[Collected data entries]

//! Error types for the etopo library.

use std::path::PathBuf;
use thiserror::Error;

/// Errors that can occur when looking up elevations.
#[derive(Error, Debug)]
pub enum EtopoError {
    /// IO error outside of shard reads (e.g. writing shard files).
    #[error("IO error: {0}")]
    Io(#[from] std::io::Error),

    /// The request did not contain any location.
    #[error("No locations provided.")]
    EmptyRequest,

    /// One entry of a batch request could not be turned into a point.
    #[error("Invalid location in index {index}.")]
    InvalidLocation {
        index: usize,
        #[source]
        source: Box<EtopoError>,
    },

    /// A location string is not of the form `lat,lon`.
    #[error("Malformed location {input:?} (expected \"lat,lon\")")]
    MalformedPoint { input: String },

    /// Coordinates are outside the globe.
    #[error("Coordinates out of bounds: lat={lat}, lon={lon} (valid: lat ±90°, lon ±180°)")]
    OutOfBounds { lat: f64, lon: f64 },

    /// A shard file is missing, unreadable or shorter than expected.
    #[error("Dataset unavailable: {path}: {source}")]
    DatasetUnavailable {
        path: PathBuf,
        #[source]
        source: std::io::Error,
    },

    /// A cell index outside the raster reached the reader.
    #[error("Cell out of range: row={row}, col={col}")]
    CellOutOfRange { row: usize, col: usize },

    /// A corner sample required for interpolation is absent.
    #[error("Interpolation undefined: missing {corner} corner sample")]
    InterpolationUndefined { corner: &'static str },

    /// Raster input to the splitter has the wrong length.
    #[error("Invalid raster size: {actual} bytes (expected {expected})")]
    InvalidRasterSize { expected: u64, actual: u64 },

    /// Dataset geometry violates a precondition.
    #[error("Invalid dataset configuration: {0}")]
    InvalidConfig(String),
}

impl EtopoError {
    /// Whether the error was caused by the caller's input rather than the dataset.
    ///
    /// The HTTP layer maps these to `400 INVALID_REQUEST`; everything else is a
    /// generic server error.
    pub fn is_invalid_request(&self) -> bool {
        matches!(
            self,
            EtopoError::EmptyRequest
                | EtopoError::InvalidLocation { .. }
                | EtopoError::MalformedPoint { .. }
                | EtopoError::OutOfBounds { .. }
        )
    }
}

/// Result type alias using [`EtopoError`].
pub type Result<T> = std::result::Result<T, EtopoError>;
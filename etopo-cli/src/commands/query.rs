use anyhow::{Context, Result};
use etopo::GeoPoint;
use serde::Serialize;
use std::path::PathBuf;

#[derive(Serialize)]
struct ElevationResponse {
    lat: f64,
    lon: f64,
    elevation: i32,
    resolution: i32,
}

pub fn run(
    data_dir: Option<PathBuf>,
    prefix: String,
    lat: f64,
    lon: f64,
    json: bool,
) -> Result<()> {
    let service = super::build_service(data_dir, prefix)?;

    let point = GeoPoint::new(lat, lon).context("Invalid coordinate")?;
    let result = service
        .lookup_point(point)
        .context("Failed to get elevation")?;

    if json {
        let response = ElevationResponse {
            lat,
            lon,
            elevation: result.elevation,
            resolution: result.resolution,
        };
        println!("{}", serde_json::to_string(&response)?);
    } else {
        println!("{}", result.elevation);
    }

    Ok(())
}
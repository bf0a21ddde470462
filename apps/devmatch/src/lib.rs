//! # DevMatch Library
//!
//! This library exposes the DevMatch CLI modules for testing and integration.
//!
//! The main binary uses these modules through the `main.rs` entry point.

pub mod cli;
pub mod config;

// Re-export the lower layers for convenience
pub use devmatch_core;
pub use devmatch_sdk;
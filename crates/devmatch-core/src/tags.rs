//! # Tags Module
//!
//! Tech-stack tag editor for the project creation form.
//!
//! A tag is accepted only if, after trimming, it is non-empty, at most
//! [`MAX_TECH_NAME_LEN`] characters, made of ASCII letters, digits and
//! `_ . + # -`, the list still has room, and no existing tag matches it
//! case-insensitively. Checks run in that order and the first failure is
//! reported. A rejected add leaves the list untouched.

use crate::{MAX_TECH_NAME_LEN, MAX_TECH_STACKS};
use thiserror::Error;

// =============================================================================
// ERRORS
// =============================================================================

/// Why a tag was rejected.
#[derive(Debug, Clone, Copy, PartialEq, Eq, Error)]
pub enum TagError {
    #[error("tech stack name is empty")]
    EmptyInput,

    #[error("tech stack name must be at most {} characters", MAX_TECH_NAME_LEN)]
    TooLong,

    #[error("tech stack name may only contain letters, digits, '_', '.', '+', '#' and '-'")]
    InvalidCharacters,

    #[error("at most {} tech stacks can be added", MAX_TECH_STACKS)]
    CapacityExceeded,

    #[error("tech stack is already added")]
    DuplicateCaseInsensitive,
}

// =============================================================================
// NAME VALIDATION
// =============================================================================

/// ASCII letters, digits and `_ . + # -`.
pub(crate) fn is_allowed_char(c: char) -> bool {
    c.is_ascii_alphanumeric() || matches!(c, '_' | '.' | '+' | '#' | '-')
}

/// Trim and check a single tech-stack name in isolation.
///
/// Returns the trimmed name. Capacity and duplicates are list concerns and
/// are checked by [`TechStackTags::add`].
pub fn validate_tech_name(raw: &str) -> Result<&str, TagError> {
    let name = raw.trim();
    if name.is_empty() {
        return Err(TagError::EmptyInput);
    }
    if name.chars().count() > MAX_TECH_NAME_LEN {
        return Err(TagError::TooLong);
    }
    if !name.chars().all(is_allowed_char) {
        return Err(TagError::InvalidCharacters);
    }
    Ok(name)
}

// =============================================================================
// TAG LIST
// =============================================================================

/// Ordered, bounded, case-insensitively unique list of tech-stack names.
#[derive(Debug, Clone, Default, PartialEq, Eq)]
pub struct TechStackTags {
    tags: Vec<String>,
}

impl TechStackTags {
    /// Create an empty list.
    #[must_use]
    pub fn new() -> Self {
        Self::default()
    }

    /// Load tags without checking them.
    ///
    /// Used when the list comes from elsewhere and will be re-checked by
    /// [`crate::ProjectDraft::validate`].
    #[must_use]
    pub fn from_vec(tags: Vec<String>) -> Self {
        Self { tags }
    }

    /// Validate `raw` and append its trimmed form.
    pub fn add(&mut self, raw: &str) -> Result<(), TagError> {
        let name = validate_tech_name(raw)?;
        if self.tags.len() >= MAX_TECH_STACKS {
            return Err(TagError::CapacityExceeded);
        }
        let lowered = name.to_lowercase();
        if self.tags.iter().any(|t| t.to_lowercase() == lowered) {
            return Err(TagError::DuplicateCaseInsensitive);
        }
        self.tags.push(name.to_string());
        Ok(())
    }

    /// Remove the tag equal to `name`. Returns whether anything was removed.
    pub fn remove(&mut self, name: &str) -> bool {
        match self.tags.iter().position(|t| t == name) {
            Some(index) => {
                self.tags.remove(index);
                true
            }
            None => false,
        }
    }

    /// Exact-match membership.
    pub fn contains(&self, name: &str) -> bool {
        self.tags.iter().any(|t| t == name)
    }

    pub fn len(&self) -> usize {
        self.tags.len()
    }

    pub fn is_empty(&self) -> bool {
        self.tags.is_empty()
    }

    /// Tags in insertion order.
    pub fn as_slice(&self) -> &[String] {
        &self.tags
    }

    pub fn into_vec(self) -> Vec<String> {
        self.tags
    }
}

// =============================================================================
// EDITOR
// =============================================================================

/// A tag list paired with the pending text input.
///
/// The input is cleared only when [`TagEditor::commit`] accepts it, so a
/// rejected tag can be corrected in place.
#[derive(Debug, Clone, Default)]
pub struct TagEditor {
    input: String,
    tags: TechStackTags,
}

impl TagEditor {
    #[must_use]
    pub fn new() -> Self {
        Self::default()
    }

    /// Replace the pending input.
    pub fn set_input(&mut self, input: impl Into<String>) {
        self.input = input.into();
    }

    /// The pending input.
    pub fn input(&self) -> &str {
        &self.input
    }

    /// Add the pending input as a tag.
    pub fn commit(&mut self) -> Result<(), TagError> {
        self.tags.add(&self.input)?;
        self.input.clear();
        Ok(())
    }

    pub fn remove(&mut self, name: &str) -> bool {
        self.tags.remove(name)
    }

    pub fn tags(&self) -> &TechStackTags {
        &self.tags
    }

    pub fn into_tags(self) -> TechStackTags {
        self.tags
    }
}

// =============================================================================
// TESTS
// =============================================================================

#[cfg(test)]
mod tests {
    use super::*;

    #[test]
    fn add_trims_and_appends_in_order() {
        let mut tags = TechStackTags::new();
        assert_eq!(tags.add("  Rust "), Ok(()));
        assert_eq!(tags.add("C++"), Ok(()));
        assert_eq!(tags.add("node.js"), Ok(()));
        assert_eq!(tags.as_slice(), ["Rust", "C++", "node.js"]);
    }

    #[test]
    fn rejects_empty_and_whitespace() {
        let mut tags = TechStackTags::new();
        assert_eq!(tags.add(""), Err(TagError::EmptyInput));
        assert_eq!(tags.add("   \t"), Err(TagError::EmptyInput));
        assert!(tags.is_empty());
    }

    #[test]
    fn length_limit_is_thirty_after_trim() {
        let mut tags = TechStackTags::new();
        let thirty = "a".repeat(30);
        assert!(tags.add(&format!("  {}  ", thirty)).is_ok());
        assert_eq!(tags.add(&"b".repeat(31)), Err(TagError::TooLong));
    }

    #[test]
    fn exclamation_mark_is_rejected() {
        let mut tags = TechStackTags::new();
        assert_eq!(tags.add("C++!"), Err(TagError::InvalidCharacters));
        assert!(tags.add("C++").is_ok());
        assert_eq!(tags.as_slice(), ["C++"]);
    }

    #[test]
    fn inner_whitespace_and_non_ascii_are_rejected() {
        let mut tags = TechStackTags::new();
        assert_eq!(tags.add("Spring Boot"), Err(TagError::InvalidCharacters));
        assert_eq!(tags.add("리액트"), Err(TagError::InvalidCharacters));
        assert!(tags.add("C#").is_ok());
        assert!(tags.add("vue-router_4").is_ok());
    }

    #[test]
    fn duplicates_are_case_insensitive() {
        let mut tags = TechStackTags::new();
        assert_eq!(tags.add("React"), Ok(()));
        assert_eq!(tags.add("react"), Err(TagError::DuplicateCaseInsensitive));
        assert_eq!(tags.add(" REACT "), Err(TagError::DuplicateCaseInsensitive));
        assert_eq!(tags.len(), 1);
    }

    #[test]
    fn capacity_is_checked_before_duplicates() {
        let mut tags = TechStackTags::new();
        for i in 0..MAX_TECH_STACKS {
            assert_eq!(tags.add(&format!("tech{}", i)), Ok(()));
        }
        assert_eq!(tags.add("tech0"), Err(TagError::CapacityExceeded));
        assert_eq!(tags.add("fresh"), Err(TagError::CapacityExceeded));
        assert_eq!(tags.len(), MAX_TECH_STACKS);
    }

    #[test]
    fn remove_is_exact_and_idempotent() {
        let mut tags = TechStackTags::new();
        assert_eq!(tags.add("Go"), Ok(()));
        assert_eq!(tags.add("Rust"), Ok(()));
        assert!(!tags.remove("go"));
        assert!(tags.remove("Go"));
        assert!(!tags.remove("Go"));
        assert_eq!(tags.as_slice(), ["Rust"]);
    }

    #[test]
    fn editor_clears_input_only_on_success() {
        let mut editor = TagEditor::new();
        editor.set_input("Kotlin!");
        assert_eq!(editor.commit(), Err(TagError::InvalidCharacters));
        assert_eq!(editor.input(), "Kotlin!");

        editor.set_input(" Kotlin ");
        assert!(editor.commit().is_ok());
        assert_eq!(editor.input(), "");
        assert!(editor.tags().contains("Kotlin"));

        assert!(editor.remove("Kotlin"));
        assert!(editor.into_tags().is_empty());
    }
}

* [ABOUT THIS TASK]
Copy the lines that hold the word "Clone". Take them from the records above.

* [WRITTEN ANSWER]
#[derive(Debug, Clone, Copy, PartialEq, Eq, Error)]
#[derive(Debug, Clone, Default, PartialEq, Eq)]
#[derive(Debug, Clone, Default)]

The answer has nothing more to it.